Certifications will cover all the development work. “Certifications meaning where each and every subsystem will show their paperwork essentially,” Lanham explained.
“Showing where they tested, showing their data packages, and saying we’ve met our requirements and we’re ready to go. That gets bought off and then we’ll transition the system over to operations and they’ll begin operations and maintenance, so that kind of work will continue on the Mobile Launcher that’s got to occur periodically or however they have it laid out.”
“But the big phase will be finish testing and then get into the whole certification process,” he added.
The next trip to the launch pad for ML-1 is expected to be with the fully assembled Artemis 1 vehicle. Two trips to the pad are planned for the vehicle in this first launch campaign, the first for a Wet Dress Rehearsal (WDR), followed by a return to VAB for final inspections, stowage, and configurations.

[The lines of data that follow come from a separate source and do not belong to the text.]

//! # Rate Limiter
//!
//! Per-source-IP token bucket consulted by the handshake pump while the
//! device is under load. Buckets refill continuously in nanosecond tokens;
//! short bursts up to the bucket capacity pass, sustained rates above the
//! ceiling are denied in steady state.

use std::collections::HashMap;
use std::net::IpAddr;
use std::time::{Duration, Instant};

use parking_lot::Mutex;

/// Sustained handshakes per second allowed per source IP
const PACKETS_PER_SECOND: u64 = 20;

/// Burst capacity per source IP
const PACKETS_BURSTABLE: u64 = 5;

const NANOS_PER_PACKET: u64 = 1_000_000_000 / PACKETS_PER_SECOND;
const MAX_TOKENS: u64 = NANOS_PER_PACKET * PACKETS_BURSTABLE;

/// Idle buckets are collected after this long
const GC_AFTER: Duration = Duration::from_secs(3);

struct Bucket {
    tokens: u64,
    last: Instant,
}

/// Per-source-IP token bucket limiter
pub struct RateLimiter {
    buckets: Mutex<HashMap<IpAddr, Bucket>>,
}

impl RateLimiter {
    pub fn new() -> Self {
        Self {
            buckets: Mutex::new(HashMap::new()),
        }
    }

    /// Charge one packet against `ip`. Returns false when the source has
    /// exhausted its bucket.
    pub fn allow(&self, ip: IpAddr) -> bool {
        let now = Instant::now();
        let mut buckets = self.buckets.lock();

        let bucket = buckets.entry(ip).or_insert(Bucket {
            tokens: MAX_TOKENS,
            last: now,
        });

        let elapsed = now.duration_since(bucket.last).as_nanos() as u64;
        bucket.tokens = bucket.tokens.saturating_add(elapsed).min(MAX_TOKENS);
        bucket.last = now;

        if bucket.tokens >= NANOS_PER_PACKET {
            bucket.tokens -= NANOS_PER_PACKET;
            true
        } else {
            false
        }
    }

    /// Drop buckets idle long enough to have refilled completely
    pub fn gc(&self) {
        let now = Instant::now();
        self.buckets
            .lock()
            .retain(|_, bucket| now.duration_since(bucket.last) < GC_AFTER);
    }

    /// Number of tracked sources (tests and diagnostics)
    pub fn len(&self) -> usize {
        self.buckets.lock().len()
    }

    pub fn is_empty(&self) -> bool {
        self.buckets.lock().is_empty()
    }
}

impl Default for RateLimiter {
    fn default() -> Self {
        Self::new()
    }
}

CT-2 would then carry ML-1 and the Artemis 1 vehicle to the pad for a second time for a final week’s worth of launch preparations, including the two-day countdown to liftoff. Plans for the WDR and vehicle pad stays could change if NASA officially decides to skip the Core Stage Green Run test campaign at Stennis Space Center and substitute a short pad firing at KSC to speed up the launch schedule.